-------- Records for processing --------
//! Rule-based extractive summarization.
//!
//! Sentences are scored on position, length, digits and lexicon keywords; the
//! best ones are returned in their original order.

use crate::config::Lexicon;
use crate::text::{has_digit, segment, word_count};

/// Bonus for each of the first [`LEAD_SENTENCES`] sentences.
const LEAD_BONUS: f64 = 5.0;
const LEAD_SENTENCES: usize = 3;
/// Bonus for sentences containing a digit.
const DIGIT_BONUS: f64 = 2.0;
/// Bonus for sentences whose word count lies strictly inside the band.
const BAND_BONUS: f64 = 3.0;
const BAND_MIN_WORDS: usize = 10;
const BAND_MAX_WORDS: usize = 30;
/// Fractional length bonus is `words / LENGTH_DIVISOR`, capped at `LENGTH_CAP`.
const LENGTH_DIVISOR: f64 = 5.0;
const LENGTH_CAP: f64 = 3.0;

/// A sentence with its summary-worthiness score.
///
/// `original_index` is the sentence's position in the source document and
/// survives any reordering by score.
#[derive(Debug, Clone, PartialEq)]
pub struct ScoredSentence<'a> {
    pub text: &'a str,
    pub score: f64,
    pub original_index: usize,
}

/// Selects the most summary-worthy sentences of a document.
#[derive(Debug, Clone)]
pub struct Summarizer {
    keywords: Vec<String>,
}

impl Summarizer {
    /// Creates a summarizer scoring with the lexicon's summary keywords.
    pub fn new(lexicon: &Lexicon) -> Self {
        let mut keywords: Vec<String> = Vec::new();
        for keyword in &lexicon.summary_keywords {
            let keyword = keyword.trim().to_lowercase();
            if !keyword.is_empty() && !keywords.contains(&keyword) {
                keywords.push(keyword);
            }
        }
        Self { keywords }
    }

    /// Scores one sentence found at `index` in its document.
    pub fn score_sentence(&self, sentence: &str, index: usize) -> f64 {
        let mut score = 0.0;

        if index < LEAD_SENTENCES {
            score += LEAD_BONUS;
        }

        if has_digit(sentence) {
            score += DIGIT_BONUS;
        }

        let words = word_count(sentence);
        if words > BAND_MIN_WORDS && words < BAND_MAX_WORDS {
            score += BAND_BONUS;
        }

        // One point per distinct keyword, matched as a substring
        let lower = sentence.to_lowercase();
        score += self
            .keywords
            .iter()
            .filter(|keyword| lower.contains(keyword.as_str()))
            .count() as f64;

        score += (words as f64 / LENGTH_DIVISOR).min(LENGTH_CAP);

        score
    }

    /// Scores every segmented sentence of `text`, in document order.
    pub fn score_sentences<'a>(&self, text: &'a str) -> Vec<ScoredSentence<'a>> {
        segment(text)
            .enumerate()
            .map(|(original_index, sentence)| ScoredSentence {
                text: sentence,
                score: self.score_sentence(sentence, original_index),
                original_index,
            })
            .collect()
    }

    /// Produces an extractive summary of at most `max_sentences` sentences.
    ///
    /// Returns `text` unchanged when it has no more than `max_sentences`
    /// segmented sentences. Otherwise the highest scoring sentences (earliest
    /// first on ties) are joined with `". "` in document order and terminated
    /// with a period.
    ///
    /// # Examples
    ///
    /// ```
    /// use maktaba::config::Lexicon;
    /// use maktaba::summarizer::Summarizer;
    ///
    /// let summarizer = Summarizer::new(&Lexicon::bundled().unwrap());
    /// let short = "Only one sentence lives in this text.";
    /// assert_eq!(summarizer.summarize(short, 3), short);
    /// ```
    #[must_use]
    pub fn summarize(&self, text: &str, max_sentences: usize) -> String {
        let mut scored = self.score_sentences(text);
        if scored.len() <= max_sentences {
            return text.to_string();
        }
        if max_sentences == 0 {
            return String::new();
        }

        scored.sort_by(|a, b| {
            b.score
                .total_cmp(&a.score)
                .then(a.original_index.cmp(&b.original_index))
        });
        scored.truncate(max_sentences);
        scored.sort_by_key(|sentence| sentence.original_index);

        let joined = scored
            .iter()
            .map(|sentence| sentence.text)
            .collect::<Vec<_>>()
            .join(". ");
        format!("{joined}.")
    }
}
use serde::{Deserialize, Serialize};
use std::fmt;

/// Unique identifier for a stored knowledge record.
///
/// Wraps the database row ID so record IDs cannot be confused with
/// history entry IDs or plain integers.
#[derive(Debug, Clone, Copy, PartialEq, Eq, Hash, Serialize, Deserialize)]
#[serde(transparent)]
pub struct RecordId(i64);

impl RecordId {
    /// Creates a new record ID.
    pub fn new(id: i64) -> Self {
        Self(id)
    }

    /// Returns the underlying ID value.
    pub fn get(self) -> i64 {
        self.0
    }
}

impl fmt::Display for RecordId {
    fn fmt(&self, f: &mut fmt::Formatter<'_>) -> fmt::Result {
        write!(f, "{}", self.0)
    }
}
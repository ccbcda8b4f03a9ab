use crate::answerer::Answer;
use crate::service::{AskOptions, AskOutcome};
use crate::text::truncate_chars;

const EXCERPT_CHARS: usize = 200;

/// Where a listed result came from.
#[derive(Debug, Clone, Copy, PartialEq, Eq)]
pub enum Origin {
    /// Fetched from a remote source during this question.
    Online,
    /// Already in the local store.
    Local,
}

/// One row of the result list.
#[derive(Debug, Clone, PartialEq)]
pub struct ResultItem {
    pub origin: Origin,
    pub title: String,
    pub source: String,
    pub url: String,
    pub excerpt: String,
}

/// Application state for the TUI.
///
/// Holds the query being typed, the last answer, the listed results and
/// panel focus. Searches are queued with [`App::submit_query`] and run by
/// the event loop between frames.
#[derive(Debug, Clone)]
pub struct App {
    query_input: String,
    focus: Focus,
    /// Query waiting to be run by the event loop
    pending_query: Option<String>,
    online: bool,
    answer: Option<Answer>,
    results: Vec<ResultItem>,
    selected_index: Option<usize>,
    answer_scroll: u16,
    stored_count: usize,
    status: String,
}

/// Panel focus state for keyboard navigation.
#[derive(Debug, Clone, Copy, PartialEq, Eq)]
pub enum Focus {
    /// Query input bar (typing edits the query, Enter runs it)
    QueryInput,
    /// Result list (j/k navigation)
    ResultList,
    /// Answer panel (j/k scrolling)
    AnswerView,
}

impl App {
    /// Creates an App with an empty query, online mode on and input focus.
    ///
    /// # Examples
    ///
    /// ```
    /// use maktaba::tui::{App, Focus};
    ///
    /// let app = App::new();
    /// assert!(app.results().is_empty());
    /// assert_eq!(app.focus(), Focus::QueryInput);
    /// assert!(app.online());
    /// ```
    pub fn new() -> Self {
        Self {
            query_input: String::new(),
            focus: Focus::QueryInput,
            pending_query: None,
            online: true,
            answer: None,
            results: Vec::new(),
            selected_index: None,
            answer_scroll: 0,
            stored_count: 0,
            status: "Type a question and press Enter".to_string(),
        }
    }

    pub fn query_input(&self) -> &str {
        &self.query_input
    }

    pub fn focus(&self) -> Focus {
        self.focus
    }

    pub fn answer(&self) -> Option<&Answer> {
        self.answer.as_ref()
    }

    pub fn results(&self) -> &[ResultItem] {
        &self.results
    }

    pub fn selected_index(&self) -> Option<usize> {
        self.selected_index
    }

    /// Returns the currently selected result, if any.
    pub fn selected_result(&self) -> Option<&ResultItem> {
        self.selected_index.and_then(|i| self.results.get(i))
    }

    pub fn answer_scroll(&self) -> u16 {
        self.answer_scroll
    }

    pub fn stored_count(&self) -> usize {
        self.stored_count
    }

    pub fn set_stored_count(&mut self, count: usize) {
        self.stored_count = count;
    }

    pub fn status(&self) -> &str {
        &self.status
    }

    /// Returns true if remote sources are queried.
    pub fn online(&self) -> bool {
        self.online
    }

    /// Flips between online and offline questions.
    pub fn toggle_online(&mut self) {
        self.online = !self.online;
        self.status = if self.online {
            "Online mode".to_string()
        } else {
            "Offline mode: local store only".to_string()
        };
    }

    /// Options for the next question.
    pub fn ask_options(&self) -> AskOptions {
        AskOptions {
            online: self.online,
            summarize: true,
        }
    }

    pub fn push_query_char(&mut self, c: char) {
        self.query_input.push(c);
    }

    pub fn pop_query_char(&mut self) {
        self.query_input.pop();
    }

    /// Queues the typed query for the event loop.
    ///
    /// Blank input and a search already in flight are ignored.
    ///
    /// # Examples
    ///
    /// ```
    /// use maktaba::tui::App;
    ///
    /// let mut app = App::new();
    /// app.submit_query();
    /// assert!(!app.is_searching());
    ///
    /// for c in "nile".chars() {
    ///     app.push_query_char(c);
    /// }
    /// app.submit_query();
    /// assert!(app.is_searching());
    /// assert_eq!(app.take_pending_query().as_deref(), Some("nile"));
    /// ```
    pub fn submit_query(&mut self) {
        let query = self.query_input.trim();
        if query.is_empty() || self.pending_query.is_some() {
            return;
        }
        self.status = format!("Searching for \"{query}\"...");
        self.pending_query = Some(query.to_string());
    }

    /// Returns true while a submitted query has not been run yet.
    pub fn is_searching(&self) -> bool {
        self.pending_query.is_some()
    }

    /// Takes the queued query, leaving none pending.
    pub fn take_pending_query(&mut self) -> Option<String> {
        self.pending_query.take()
    }

    /// Replaces the answer and result list with a finished question.
    pub fn apply_outcome(&mut self, outcome: AskOutcome) {
        let mut results: Vec<ResultItem> = outcome
            .online
            .iter()
            .map(|r| ResultItem {
                origin: Origin::Online,
                title: r.title.clone(),
                source: r.source.clone(),
                url: r.url.clone(),
                excerpt: truncate_chars(&r.content, EXCERPT_CHARS).to_string(),
            })
            .collect();
        results.extend(outcome.cached.iter().map(|scored| ResultItem {
            origin: Origin::Local,
            title: scored.record.query.clone(),
            source: scored.record.source.clone(),
            url: scored.record.url.clone(),
            excerpt: truncate_chars(&scored.record.summary, EXCERPT_CHARS).to_string(),
        }));

        self.status = match (results.len(), outcome.errors.len()) {
            (0, _) => format!("No results for \"{}\"", outcome.query),
            (n, 0) => format!("{n} results for \"{}\"", outcome.query),
            (n, e) => format!("{n} results for \"{}\" ({e} errors)", outcome.query),
        };
        self.results = results;
        self.answer = outcome.answer;
        self.selected_index = None;
        self.answer_scroll = 0;
    }

    /// Shows a failed question in the status bar.
    pub fn set_error(&mut self, message: impl Into<String>) {
        self.status = format!("Error: {}", message.into());
    }

    pub fn next_focus(&mut self) {
        self.focus = match self.focus {
            Focus::QueryInput => Focus::ResultList,
            Focus::ResultList => Focus::AnswerView,
            Focus::AnswerView => Focus::QueryInput,
        };
        self.auto_select_on_result_focus();
    }

    pub fn prev_focus(&mut self) {
        self.focus = match self.focus {
            Focus::QueryInput => Focus::AnswerView,
            Focus::ResultList => Focus::QueryInput,
            Focus::AnswerView => Focus::ResultList,
        };
        self.auto_select_on_result_focus();
    }

    fn auto_select_on_result_focus(&mut self) {
        if self.focus == Focus::ResultList
            && self.selected_index.is_none()
            && !self.results.is_empty()
        {
            self.selected_index = Some(0);
        }
    }

    /// Moves selection down, wrapping to the top.
    pub fn select_next(&mut self) {
        if self.results.is_empty() {
            self.selected_index = None;
            return;
        }
        self.selected_index = Some(match self.selected_index {
            Some(i) if i + 1 < self.results.len() => i + 1,
            _ => 0,
        });
    }

    /// Moves selection up, wrapping to the bottom.
    pub fn select_previous(&mut self) {
        if self.results.is_empty() {
            self.selected_index = None;
            return;
        }
        self.selected_index = Some(match self.selected_index {
            None | Some(0) => self.results.len() - 1,
            Some(i) => i - 1,
        });
    }

    pub fn scroll_answer_down(&mut self, amount: u16) {
        self.answer_scroll = self.answer_scroll.saturating_add(amount);
    }

    pub fn scroll_answer_up(&mut self, amount: u16) {
        self.answer_scroll = self.answer_scroll.saturating_sub(amount);
    }

    pub fn clear_selection(&mut self) {
        self.selected_index = None;
    }

    pub fn reset_focus(&mut self) {
        self.focus = Focus::QueryInput;
    }
}

impl Default for App {
    fn default() -> Self {
        Self::new()
    }
}
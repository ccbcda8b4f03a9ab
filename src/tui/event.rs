//! Keyboard event handling for the TUI.
//!
//! Maps crossterm keyboard events to application state changes.
//! Key behavior depends on which panel has focus.

use crossterm::event::{KeyCode, KeyEvent, KeyModifiers};

use super::app::{App, Focus};

/// Handles a keyboard event and updates the app state accordingly.
///
/// Returns `true` if the application should quit, `false` otherwise.
///
/// # Event Handling
///
/// - `Ctrl+C`: Quit from anywhere
/// - `q`: Quit when the query input is not focused
/// - `Ctrl+O`: Toggle online mode
/// - `Tab` / `Shift+Tab`: Cycle focus between panels
/// - `Esc`: Return to the query input
/// - When `QueryInput` focused: typing edits the query, Enter runs it
/// - When `ResultList` focused: j/k or arrows move the selection
/// - When `AnswerView` focused: j/k or arrows scroll
///
/// # Examples
///
/// ```
/// use maktaba::tui::{App, event::handle_key_event};
/// use crossterm::event::{KeyCode, KeyEvent, KeyModifiers};
///
/// let mut app = App::new();
/// let key = KeyEvent::new(KeyCode::Char('c'), KeyModifiers::CONTROL);
/// assert!(handle_key_event(&mut app, key));
/// ```
pub fn handle_key_event(app: &mut App, key: KeyEvent) -> bool {
    if key.modifiers == KeyModifiers::CONTROL {
        match key.code {
            KeyCode::Char('c') => return true,
            KeyCode::Char('o') => {
                app.toggle_online();
                return false;
            }
            _ => {}
        }
    }

    match key.code {
        KeyCode::Tab => {
            app.next_focus();
            return false;
        }
        KeyCode::BackTab => {
            app.prev_focus();
            return false;
        }
        KeyCode::Esc => {
            app.reset_focus();
            app.clear_selection();
            return false;
        }
        _ => {}
    }

    if app.focus() != Focus::QueryInput
        && key.code == KeyCode::Char('q')
        && key.modifiers.is_empty()
    {
        return true;
    }

    match app.focus() {
        Focus::QueryInput => handle_query_input(app, key),
        Focus::ResultList => handle_result_list(app, key),
        Focus::AnswerView => handle_answer_view(app, key),
    }

    false
}

fn handle_query_input(app: &mut App, key: KeyEvent) {
    match key.code {
        KeyCode::Char(c) if key.modifiers.is_empty() || key.modifiers == KeyModifiers::SHIFT => {
            app.push_query_char(c);
        }
        KeyCode::Backspace => app.pop_query_char(),
        KeyCode::Enter => app.submit_query(),
        _ => {}
    }
}

fn handle_result_list(app: &mut App, key: KeyEvent) {
    match key.code {
        KeyCode::Char('j') | KeyCode::Down => app.select_next(),
        KeyCode::Char('k') | KeyCode::Up => app.select_previous(),
        _ => {}
    }
}

fn handle_answer_view(app: &mut App, key: KeyEvent) {
    match key.code {
        KeyCode::Char('j') | KeyCode::Down => app.scroll_answer_down(1),
        KeyCode::Char('k') | KeyCode::Up => app.scroll_answer_up(1),
        KeyCode::PageDown => app.scroll_answer_down(10),
        KeyCode::PageUp => app.scroll_answer_up(10),
        _ => {}
    }
}
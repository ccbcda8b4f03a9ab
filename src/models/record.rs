use serde::{Deserialize, Serialize};
use time::OffsetDateTime;

use super::{Quality, RecordId};

/// A persisted unit of knowledge: a past query, the cleaned text fetched for it,
/// and provenance metadata.
///
/// Records are created by the store when a fetched result is saved and are never
/// mutated afterwards. The ranking pipeline only ever sees read-only copies.
#[derive(Debug, Clone, PartialEq, Eq, Serialize, Deserialize)]
pub struct KnowledgeRecord {
    /// Unique identifier from the database.
    pub id: RecordId,
    /// The query that produced this record.
    pub query: String,
    /// The cleaned source text.
    pub original_text: String,
    /// Short summary shown in result lists.
    pub summary: String,
    /// Human readable source name (e.g. "Wikipedia").
    pub source: String,
    /// Link back to the source document.
    pub url: String,
    /// When this record was stored.
    #[serde(with = "time::serde::rfc3339")]
    pub timestamp: OffsetDateTime,
    /// Trust tier of the source.
    pub quality: Quality,
}

/// Fields supplied by callers when adding a record to a store.
///
/// The store assigns the ID and the creation timestamp.
#[derive(Debug, Clone, PartialEq, Eq, Default)]
pub struct NewRecord {
    pub query: String,
    pub original_text: String,
    pub summary: String,
    pub source: String,
    pub url: String,
    pub quality: Quality,
}

/// Builder for constructing `KnowledgeRecord` instances with optional fields.
///
/// # Examples
///
/// ```
/// use maktaba::models::{KnowledgeRecordBuilder, Quality, RecordId};
///
/// let record = KnowledgeRecordBuilder::new()
///     .id(RecordId::new(1))
///     .query("cairo")
///     .summary("Cairo is the capital of Egypt")
///     .quality(Quality::High)
///     .build();
///
/// assert_eq!(record.id.get(), 1);
/// assert_eq!(record.quality, Quality::High);
/// assert!(record.original_text.is_empty());
/// ```
#[derive(Debug, Default)]
pub struct KnowledgeRecordBuilder {
    id: Option<RecordId>,
    query: Option<String>,
    original_text: Option<String>,
    summary: Option<String>,
    source: Option<String>,
    url: Option<String>,
    timestamp: Option<OffsetDateTime>,
    quality: Option<Quality>,
}

impl KnowledgeRecordBuilder {
    /// Creates a new `KnowledgeRecordBuilder`.
    pub fn new() -> Self {
        Self::default()
    }

    /// Sets the record ID.
    pub fn id(mut self, id: RecordId) -> Self {
        self.id = Some(id);
        self
    }

    /// Sets the originating query.
    pub fn query(mut self, query: impl Into<String>) -> Self {
        self.query = Some(query.into());
        self
    }

    /// Sets the original text.
    pub fn original_text(mut self, text: impl Into<String>) -> Self {
        self.original_text = Some(text.into());
        self
    }

    /// Sets the summary.
    pub fn summary(mut self, summary: impl Into<String>) -> Self {
        self.summary = Some(summary.into());
        self
    }

    /// Sets the source name.
    pub fn source(mut self, source: impl Into<String>) -> Self {
        self.source = Some(source.into());
        self
    }

    /// Sets the source URL.
    pub fn url(mut self, url: impl Into<String>) -> Self {
        self.url = Some(url.into());
        self
    }

    /// Sets the creation timestamp.
    pub fn timestamp(mut self, timestamp: OffsetDateTime) -> Self {
        self.timestamp = Some(timestamp);
        self
    }

    /// Sets the quality tier.
    pub fn quality(mut self, quality: Quality) -> Self {
        self.quality = Some(quality);
        self
    }

    /// Builds the `KnowledgeRecord`, using defaults for optional fields.
    ///
    /// The timestamp defaults to now and the quality to medium.
    ///
    /// # Panics
    ///
    /// Panics if `id` has not been set.
    pub fn build(self) -> KnowledgeRecord {
        KnowledgeRecord {
            id: self.id.expect("id is required"),
            query: self.query.unwrap_or_default(),
            original_text: self.original_text.unwrap_or_default(),
            summary: self.summary.unwrap_or_default(),
            source: self.source.unwrap_or_default(),
            url: self.url.unwrap_or_default(),
            timestamp: self.timestamp.unwrap_or_else(OffsetDateTime::now_utc),
            quality: self.quality.unwrap_or_default(),
        }
    }
}

#[cfg(test)]
mod tests {
    use super::*;
    use time::macros::datetime;

    #[test]
    fn builder_applies_defaults() {
        let record = KnowledgeRecordBuilder::new().id(RecordId::new(3)).build();

        assert_eq!(record.id, RecordId::new(3));
        assert!(record.query.is_empty());
        assert_eq!(record.quality, Quality::Medium);
    }

    #[test]
    fn builder_sets_every_field() {
        let at = datetime!(2024-03-01 12:00 UTC);
        let record = KnowledgeRecordBuilder::new()
            .id(RecordId::new(9))
            .query("nile")
            .original_text("The Nile is a major river.")
            .summary("The Nile")
            .source("Wikipedia")
            .url("https://en.wikipedia.org/wiki/Nile")
            .timestamp(at)
            .quality(Quality::High)
            .build();

        assert_eq!(record.query, "nile");
        assert_eq!(record.source, "Wikipedia");
        assert_eq!(record.timestamp, at);
        assert_eq!(record.quality, Quality::High);
    }

    #[test]
    fn record_serialization_roundtrip() {
        let record = KnowledgeRecordBuilder::new()
            .id(RecordId::new(1))
            .query("q")
            .timestamp(datetime!(2024-01-01 0:00 UTC))
            .build();

        let json = serde_json::to_string(&record).unwrap();
        assert!(json.contains("\"quality\":\"medium\""));

        let back: KnowledgeRecord = serde_json::from_str(&json).unwrap();
        assert_eq!(back, record);
    }
}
--------
_How to complete this task_
State, as a bare number, how many lines of the listing hold the word "cleaned".

_Task solution_
2